Most of the time when I make perfume oils it’s all about the scent. (I have a couple of videos about making them, here and here.) This is different though, this one is all about the emotional benefits with my essential oil picks based solely on their traditionally recognized benefits for reducing anxiety and stress. I chose sunflower oil for the base because it hardly has any scent of its own so it carries the e.o. scents quite well. The essential oils I’m using are Neroli, known to decrease nervous tension and apprehension, so much so that Neroli blossoms used to frequently be placed in wedding bouquets, Clary Sage which is a happy scent, sometimes even described as euphoric and elation-promoting, and Lavender which is a relaxing scent. To make the blend, simply add the base oil (I use a funnel to reduce spillage) to the clean, empty bottle of choice. In the picture I have a clear, 1/3 oz. bottle, but I actually ended up using a dark amber bottle instead because dark-colored glass helps the essential oils stay fresh longer. In a 1/3 oz bottle I’d add about 12 drops of essential oils total, and in a 1/2 oz bottle size I’d add 15-18 drops total. For this blend none of the oils are exceptionally strong so I decided to add equal amounts to the base oil, so 4 drops of each oil went into the bottle. Always cap your blends right away and shake them, or better yet, roll them in your hands to mix the ingredients together. The blend is then ready to use but it will deepen and change a bit over a month’s time. Keep it out of direct light and heat for best results, and then use on pulse points to reduce nervousness and stress. Always remember to shake the bottle before using to make sure the essential oils are well mixed. This is so easy that even the most stressed out person can manage to do this without so much as a toddler sized tantrum or clenched jaw. Don’t forget to write down your personal blend formula for future reference, and also to label the bottle accordingly. I labeled mine ‘breathe’ so I remember to check on the quality of my breathing when I’m reaching for a stress-reducing scent. A mantra I learned a long time ago comes in handy at those moments: Breathe in the future, breathe out the past. The sweet spot is in-between the breath in and breath out which can only be recognized as the present. Let me know what your favorite stress-reducing techniques are. I’d love to hear them!

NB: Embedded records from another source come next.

//! Text processing and resume analysis module

pub mod text_processor;
pub mod sections;
pub mod chunker;
pub mod skills;
pub mod recommendations;
pub mod analyzer;
pub mod batch;

pub use analyzer::{AnalysisEngine, AnalysisResult};
pub use batch::analyze_batch;
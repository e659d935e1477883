//! Input manager for handling different file types

use crate::config::InputConfig;
use crate::error::{Result, ResumeAnalyzerError};
use crate::input::file_detector::FileType;
use crate::input::text_extractor::{
    DocxExtractor, MarkdownExtractor, PdfExtractor, PlainTextExtractor, TextExtractor,
};
use log::{debug, info};
use std::collections::HashMap;
use std::path::Path;

pub struct InputManager {
    cache: HashMap<String, String>,
    enable_cache: bool,
    max_file_size: u64,
}

impl Default for InputManager {
    fn default() -> Self {
        Self::new()
    }
}

impl InputManager {
    pub fn new() -> Self {
        Self::from_config(&InputConfig::default())
    }

    pub fn from_config(config: &InputConfig) -> Self {
        Self {
            cache: HashMap::new(),
            enable_cache: config.enable_caching,
            max_file_size: config.max_file_size_bytes,
        }
    }

    pub fn with_cache(mut self, enable: bool) -> Self {
        self.enable_cache = enable;
        self
    }

    pub fn with_max_file_size(mut self, bytes: u64) -> Self {
        self.max_file_size = bytes;
        self
    }

    /// Extract trimmed, non-empty text from a document.
    pub async fn extract_text(&mut self, path: &Path) -> Result<String> {
        let path_str = path.to_string_lossy().to_string();

        if self.enable_cache {
            if let Some(cached_text) = self.cache.get(&path_str) {
                info!("Using cached text for: {}", path.display());
                return Ok(cached_text.clone());
            }
        }

        if !path.exists() {
            return Err(ResumeAnalyzerError::InvalidInput(
                format!("File does not exist: {}", path.display())
            ));
        }

        let file_type = self.detect_file_type(path)?;
        if file_type == FileType::Unknown {
            return Err(unsupported(path));
        }

        let size = tokio::fs::metadata(path).await?.len();
        if size > self.max_file_size {
            return Err(ResumeAnalyzerError::FileTooLarge {
                size,
                limit: self.max_file_size,
            });
        }

        let text = match file_type {
            FileType::Pdf => {
                info!("Extracting text from PDF: {}", path.display());
                PdfExtractor.extract(path).await?
            }
            FileType::Docx => {
                info!("Extracting text from DOCX: {}", path.display());
                DocxExtractor.extract(path).await?
            }
            FileType::Text => {
                info!("Reading plain text file: {}", path.display());
                PlainTextExtractor.extract(path).await?
            }
            FileType::Markdown => {
                info!("Processing markdown file: {}", path.display());
                MarkdownExtractor.extract(path).await?
            }
            FileType::Unknown => return Err(unsupported(path)),
        };

        let text = text.trim().to_string();
        if text.is_empty() {
            return Err(ResumeAnalyzerError::ExtractionFailed(
                format!("No text found in {}", path.display())
            ));
        }
        debug!("Extracted {} characters from {}", text.len(), path.display());

        if self.enable_cache {
            self.cache.insert(path_str, text.clone());
        }

        Ok(text)
    }

    fn detect_file_type(&self, path: &Path) -> Result<FileType> {
        let extension = path
            .extension()
            .and_then(|ext| ext.to_str())
            .ok_or_else(|| ResumeAnalyzerError::InvalidInput(
                format!("File has no extension: {}", path.display())
            ))?;

        Ok(FileType::from_extension(extension))
    }

    pub fn clear_cache(&mut self) {
        self.cache.clear();
    }

    pub fn cache_size(&self) -> usize {
        self.cache.len()
    }
}

fn unsupported(path: &Path) -> ResumeAnalyzerError {
    ResumeAnalyzerError::UnsupportedFormat(format!("Unsupported file type for: {}", path.display()))
}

One nice thing that’s happened since getting a dog is I’ve rediscovered essential oils for daily use. I’m waging a one woman war against dog smell and losing on many fronts, but using essential oils every day is a clear win because not only do they smell good, they are also good for our health; mentally, emotionally, and even physically. In the mornings I light up my little essential oil diffuser with rosemary helping to wake me up and get my brain going. This is especially helpful since the dog is of the working breed variety and she apparently thinks it is her job to wake me up at 4:AM every day. I’ve told her we need to renegotiate her terms of employment, but her response of pant, pant, paw, paw seemed to say, “What are you jabbering on about? It’s Saturday morning and it’s almost dawn! Get moving lady!!!” So I put on the coffee maker and reached for the rosemary. I know when I’m beat.
Rosemary has a long history of being good for the brain, especially for memory. In Hamlet, Shakespeare had Ophelia say, “There’s Rosemary, that’s for remembrance. Pray you love, remember.” It’s also stimulating, antiseptic, good for circulation and sore muscles. After that takes effect, I usually add in a bit of cedar which is a bit more grounding. Later in the day I’ll switch to a couple of drops of orange with a couple drops of lavender. This sounds like an odd combination but it’s actually fabulous. Orange and actually all the citrus essential oils are stimulating and uplifting but in a calm way. If you are in the midst of January doldrums, citrus is the SAD antidote. Most people know lavender is calming and good for anxiety, but it also is good for exhaustion which might seem backwards to some people, but calm is very different from tired. I love the fact that lavender’s name comes from the Latin word “lavare” which means to wash because Romans used it for its antiseptic properties, to bathe in, and clean out wounds. Throughout history it’s been used by multiple cultures to ward of plague, illnesses, and pests, as well as to deodorize and perfume. Aura Cacia has a great article on the history of lavender which is well worth the read. When using essential oils, be sure to use authentic oils and not fragrance oils which do not have the same effects as their natural counterparts. There are many websites detailing essential oils and their many different qualities but it’s best to just go to a store that sells them to see which scents appeal to you. Have a happy, healthy weekend!